Bild: Proteste gegen die Verhaftung des Istanbuler Bürgermeisters Ekrem İmamo…
taz: Frau Adar, wie bewerten Sie [1][die Vorwürfe gegen Ekrem İmamoğlu?]
Sinem Adar: Gegen ihn laufen zwei separate Ermittlungen: Einerseits wird
ihm vorgeworfen, der Anführer einer kriminellen Vereinigung zu sein. Der
zweite Fall betrifft Vorwürfe, dass er die PKK und eine ihrer
Schwesterorganisationen unterstützt habe.
taz: Als wie substanziell sehen Sie diese Vorwürfe?
Adar: Ich habe die ganzen Anklagen nicht gelesen. Aber es ist sehr
deutlich, dass die regierenden Eliten in Ankara entschlossen sind, İmamoğlu
aus dem Präsidentschaftsrennen zu entfernen. Um die Rechtsstaatlichkeit in
der Türkei ist es nicht gut bestellt. Die Vorwürfe müssen vor diesem
Hintergrund betrachtet werden.
taz: Haben Sie seine Festnahme erwartet?
Adar: Wir erleben eine extreme Eskalation. Hinter seiner Festnahme steckt
für die derzeitige Regierung eine Logik: Sie will an der Macht bleiben.

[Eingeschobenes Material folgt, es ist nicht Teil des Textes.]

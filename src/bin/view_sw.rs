//! Interactive viewer for the software camera.
//!
//! ```bash
//! cargo run --release --bin view_sw -- [--config camera.json] [--save-config out.json]
//! ```
//!
//! Arrow keys turn and pitch, WASD moves, Q/E lower and raise the eye,
//! B cycles the background, F1 toggles the per-frame debug line.

use std::path::PathBuf;
use std::time::{Duration, Instant};

use anyhow::Context;
use clap::Parser;
use glam::vec3;
use minifb::{Key, KeyRepeat, Window, WindowOptions};

use rastercam::{
    config::{BackgroundType, CameraConfig},
    engine::Camera3D,
    logging::{LoggingConfig, init_logging},
    scene::{Orbit, Scene, Spin, TicRunner},
    world::{Color, Material, Mesh, PointLight, Surface},
};

const MOVE_SPEED: f32 = 4.0; // units / second
const TURN_SPEED: f32 = 90.0; // degrees / second
const RISE_SPEED: f32 = 2.0;

/// CLI options handled via `clap` derive.
#[derive(Parser, Debug)]
#[command(author, version, about)]
struct Opts {
    /// Camera settings to start from (JSON)
    #[arg(long, value_name = "FILE")]
    config: Option<PathBuf>,

    /// Write the camera settings here on exit
    #[arg(long, value_name = "FILE")]
    save_config: Option<PathBuf>,

    /// Window width
    #[arg(long, default_value_t = 960)]
    width: usize,

    /// Window height
    #[arg(long, default_value_t = 720)]
    height: usize,

    /// Log filter, overrides RUST_LOG
    #[arg(long, value_name = "FILTER")]
    log: Option<String>,
}

fn demo_scene(camera: Camera3D) -> anyhow::Result<Scene> {
    let mut scene = Scene::new();

    let floor = Mesh::quad("floor", 40.0, Surface::Flat(Color::rgb(90, 110, 90)));
    scene.spawn_mesh(floor);

    let shiny = |diffuse: Color| {
        Surface::Material(Material {
            diffuse,
            specular: Color::WHITE,
            shininess: 24.0,
        })
    };

    let cubes = [
        (vec3(8.0, 0.0, 1.0), 2.0, shiny(Color::rgb(200, 60, 50)), 45.0),
        (vec3(12.0, -4.0, 1.5), 3.0, shiny(Color::rgb(60, 90, 210)), -20.0),
        (vec3(10.0, 5.0, 0.75), 1.5, Surface::Flat(Color::rgb(220, 200, 80)), 0.0),
    ];
    for (pos, size, surface, rate) in cubes {
        let mut cube = Mesh::cube("cube", size, surface);
        cube.set_position(pos);
        let e = scene.spawn_mesh(cube);
        if rate != 0.0 {
            scene.world_mut().insert_one(e, Spin {
                degrees_per_second: rate,
            })?;
        }
    }

    let light = scene.spawn_light(PointLight::new(
        vec3(10.0, 0.0, 3.0),
        Color::rgb(255, 200, 140),
        1.5,
        12.0,
    ));
    scene
        .world_mut()
        .insert_one(light, Orbit::new(vec3(10.0, 0.0, 3.0), 5.0, 40.0))?;

    scene.spawn_camera(camera);
    Ok(scene)
}

fn next_background(kind: BackgroundType) -> BackgroundType {
    match kind {
        BackgroundType::Skyfloor => BackgroundType::Solid,
        BackgroundType::Solid => BackgroundType::Transparent,
        BackgroundType::Transparent => BackgroundType::Skyfloor,
    }
}

fn main() -> anyhow::Result<()> {
    let opts = Opts::parse();
    init_logging(LoggingConfig {
        filter: opts.log.clone(),
        ..Default::default()
    });

    let config = match &opts.config {
        Some(path) => CameraConfig::load(path)
            .with_context(|| format!("loading camera config {}", path.display()))?,
        None => CameraConfig::default(),
    };
    let camera = Camera3D::from_config(config)?;
    let mut runner = TicRunner::new(demo_scene(camera)?);

    let mut win = Window::new(
        "rastercam software camera",
        opts.width,
        opts.height,
        WindowOptions::default(),
    )?;
    win.set_target_fps(60);
    let mut frame = vec![0xFF_000000; opts.width * opts.height];

    // ────────────────── benchmarking state ──────────────────────────────
    let mut last = Instant::now();
    let mut acc_frames = 0usize;
    let mut last_print = Instant::now();

    while win.is_open() && !win.is_key_down(Key::Escape) {
        let dt = last.elapsed().as_secs_f32();
        last = Instant::now();

        let Some(cam_entity) = runner.scene_mut().active_camera() else {
            anyhow::bail!("scene has no camera");
        };

        /* --------------- input → camera pose ------------------------------ */
        if let Some(mut cam) = runner.scene().camera_mut(cam_entity) {
            let mut view = cam.camera();
            let axis = |pos: Key, neg: Key| -> f32 {
                win.is_key_down(pos) as i32 as f32 - win.is_key_down(neg) as i32 as f32
            };
            view.turn(axis(Key::Left, Key::Right) * TURN_SPEED * dt);
            view.tilt(axis(Key::Up, Key::Down) * TURN_SPEED * dt);
            view.step(
                axis(Key::W, Key::S) * MOVE_SPEED * dt,
                axis(Key::D, Key::A) * MOVE_SPEED * dt,
            );
            view.pos.z += axis(Key::E, Key::Q) * RISE_SPEED * dt;
            cam.set_pose(&view);

            if win.is_key_pressed(Key::B, KeyRepeat::No) {
                let kind = next_background(cam.config().background_type);
                cam.set_background(kind);
            }
            if win.is_key_pressed(Key::F1, KeyRepeat::No) {
                let show = !cam.config().show_debug_info;
                cam.set_show_debug_info(show);
            }
        }

        /* --------------- simulate + render -------------------------------- */
        runner.pump();

        frame.fill(0xFF_202020);
        if let Some(cam) = runner.scene().camera_mut(cam_entity) {
            cam.draw_output(&mut frame, opts.width, opts.height, 0, 0, opts.width, opts.height);
        }
        win.update_with_buffer(&frame, opts.width, opts.height)?;
        acc_frames += 1;

        if last_print.elapsed() >= Duration::from_secs(3) {
            let fps = acc_frames as f64 / last_print.elapsed().as_secs_f64();
            log::info!("{fps:.1} FPS");
            acc_frames = 0;
            last_print = Instant::now();
        }
    }

    if let Some(path) = &opts.save_config {
        let scene = runner.scene_mut();
        if let Some(cam) = scene.active_camera().and_then(|e| scene.camera_mut(e)) {
            cam.config()
                .save(path)
                .with_context(|| format!("saving camera config {}", path.display()))?;
            log::info!("camera config written to {}", path.display());
        }
    }
    Ok(())
}

#[cfg(test)]
mod tests {
    use super::*;

    #[test]
    fn demo_scene_attaches_animation() {
        let scene = demo_scene(Camera3D::default()).unwrap();
        let world = scene.world();
        assert_eq!(world.query::<&Spin>().iter().count(), 2);
        assert_eq!(world.query::<&Orbit>().iter().count(), 1);
        assert_eq!(world.query::<&Camera3D>().iter().count(), 1);
    }
}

İmamoğlu ist in der aktuellen politischen Landschaft der stärkste Rivale
von Präsident Erdoğan bei den Präsidentschaftswahlen 2028. Wir sprechen
hier von dem prominentesten Kandidaten der größten Oppositionspartei der
Türkei. Die CHP hat etwa 1 Million Mitglieder [2][und erzielte bei den
letzten Kommunalwahlen den höchsten Stimmenanteil.]
taz: Sehen Sie eine Verbindung zwischen İmamoğlus Festnahme und der
Entlassung [3][von Bürgermeistern in überwiegend kurdischen Städten im
Südosten des Landes?]
Adar: Ja, es gibt einen erheblichen Anstieg der Repression. Seit 2015
werden stetig kurdische Bürgermeister von ihren Posten abgesetzt. Was wir
allerdings in den letzten Monaten beobachten, ist, dass die Repression nun
nicht mehr nur die Kurden betrifft. Der Vorsitzende der
ultranationalistischen Siegespartei wurde verhaftet und sitzt immer noch im
Gefängnis. Bürgermeister von İmamoğlus CHP werden wegen ihrer
Zusammenarbeit mit der prokurdischen Partei DEM entlassen.
taz: Warum?
Adar: Das fällt in die größere Strategie der Regierungsallianz, ihre
politischen Gegner zu spalten, während sie gleichzeitig versucht, die
Opposition nach ihrem eigenen Bild zu formen.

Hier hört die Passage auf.